Exactly reproduce the line containing "pub fn is_open(&self)" together with every line after it, through the end of the entries, and give nothing more.

....

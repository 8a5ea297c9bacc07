/*!
Onion announce service of the [Tox protocol](https://zetok.github.io/tox-spec).

Onion announce node stores announcements of other nodes, answers lookups for
them and forwards data requests to announced nodes through their onion paths.

Repo: https://github.com/tox-rs/tox

*/

#![forbid(unsafe_code)]
#![doc(html_logo_url = "https://raw.githubusercontent.com/tox-rs/logo/master/logo.png")]

#[macro_use]
extern crate log;
#[macro_use]
extern crate cookie_factory;

pub mod time;
pub mod config;
pub mod distance;
pub mod precomputed_cache;
pub mod onion;
// fretboard-core/src/types/mod.rs

pub mod fretboard;
pub mod library;
pub mod pitch;
pub mod role;
pub mod tables;

pub use fretboard::{NotePosition, Tuning, DEFAULT_FRET_COUNT};
pub use library::{PatternLibrary, CHORD, SCALE};
pub use pitch::{Pitch, SEMITONES};
pub use role::{classify, Role, RoleMap};
pub use tables::{ChromaticScale, EnharmonicMap, ReferenceTables};
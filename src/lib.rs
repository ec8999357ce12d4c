//! # Fretboard
//!
//! Command-line front end for `fretboard-core`: loads the note and pattern
//! tables, runs one chord or scale query, and prints the positions as a text
//! fretboard or as JSON.
//!
//! ## Modules
//!
//! - `cli`: Argument definitions and tuning parsing.
//! - `config`: YAML loading of reference tables and pattern libraries, with
//!   the built-in tables as fallback.
//! - `render`: Coloured text output of diagrams and the pattern listing.

pub mod cli;
pub mod config;
pub mod render;

// Re-export the engine types the binary works with
pub use fretboard_core::{Diagram, Engine, FretboardError, Tuning};
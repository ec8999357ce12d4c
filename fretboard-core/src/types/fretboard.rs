use crate::error::{FretboardError, Result};
use crate::types::pitch::Pitch;
use std::fmt;

/// Frets shown when the caller does not ask for a specific count
pub const DEFAULT_FRET_COUNT: u32 = 12;

/// Open-string spellings, from the reference string (index 0) to the last
///
/// Entries are kept as written; they are normalized when positions are mapped.
#[derive(Debug, Clone, PartialEq, Eq)]
#[cfg_attr(feature = "serde", derive(serde::Serialize, serde::Deserialize))]
#[cfg_attr(feature = "serde", serde(try_from = "Vec<String>", into = "Vec<String>"))]
pub struct Tuning {
    strings: Vec<String>,
}

impl Tuning {
    pub fn new(strings: Vec<String>) -> Result<Self> {
        if strings.is_empty() {
            return Err(FretboardError::EmptyTuning);
        }
        Ok(Tuning { strings })
    }

    /// Six-string guitar, low E first
    pub fn standard() -> Self {
        Tuning {
            strings: ["E", "A", "D", "G", "B", "E"]
                .iter()
                .map(|s| s.to_string())
                .collect(),
        }
    }

    pub fn strings(&self) -> &[String] {
        &self.strings
    }

    /// Number of strings (always at least one)
    pub fn len(&self) -> usize {
        self.strings.len()
    }

    pub fn is_empty(&self) -> bool {
        self.strings.is_empty()
    }
}

impl Default for Tuning {
    fn default() -> Self {
        Self::standard()
    }
}

impl TryFrom<Vec<String>> for Tuning {
    type Error = FretboardError;

    fn try_from(strings: Vec<String>) -> Result<Self> {
        Tuning::new(strings)
    }
}

impl TryFrom<&[&str]> for Tuning {
    type Error = FretboardError;

    fn try_from(strings: &[&str]) -> Result<Self> {
        Tuning::new(strings.iter().map(|s| s.to_string()).collect())
    }
}

impl From<Tuning> for Vec<String> {
    fn from(tuning: Tuning) -> Self {
        tuning.strings
    }
}

impl fmt::Display for Tuning {
    fn fmt(&self, f: &mut fmt::Formatter<'_>) -> fmt::Result {
        write!(f, "{}", self.strings.join(","))
    }
}

/// A sounding pitch at one (string, fret) coordinate
#[derive(Debug, Clone, PartialEq, Eq, Hash)]
#[cfg_attr(feature = "serde", derive(serde::Serialize, serde::Deserialize))]
pub struct NotePosition {
    /// 0 is the open string
    pub fret: u32,
    /// Index into the tuning
    pub string: usize,
    pub pitch: Pitch,
}

impl NotePosition {
    pub fn new(fret: u32, string: usize, pitch: Pitch) -> Self {
        NotePosition { fret, string, pitch }
    }

    pub fn is_open(&self) -> bool {
        self.fret == 0
    }
}

impl fmt::Display for NotePosition {
    fn fmt(&self, f: &mut fmt::Formatter<'_>) -> fmt::Result {
        write!(f, "({}, {}, {})", self.fret, self.string, self.pitch)
    }
}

....

**ANSWER**
    pub fn is_open(&self) -> bool {
        self.fret == 0
    }
}

impl fmt::Display for NotePosition {
    fn fmt(&self, f: &mut fmt::Formatter<'_>) -> fmt::Result {
        write!(f, "({}, {}, {})", self.fret, self.string, self.pitch)
    }
}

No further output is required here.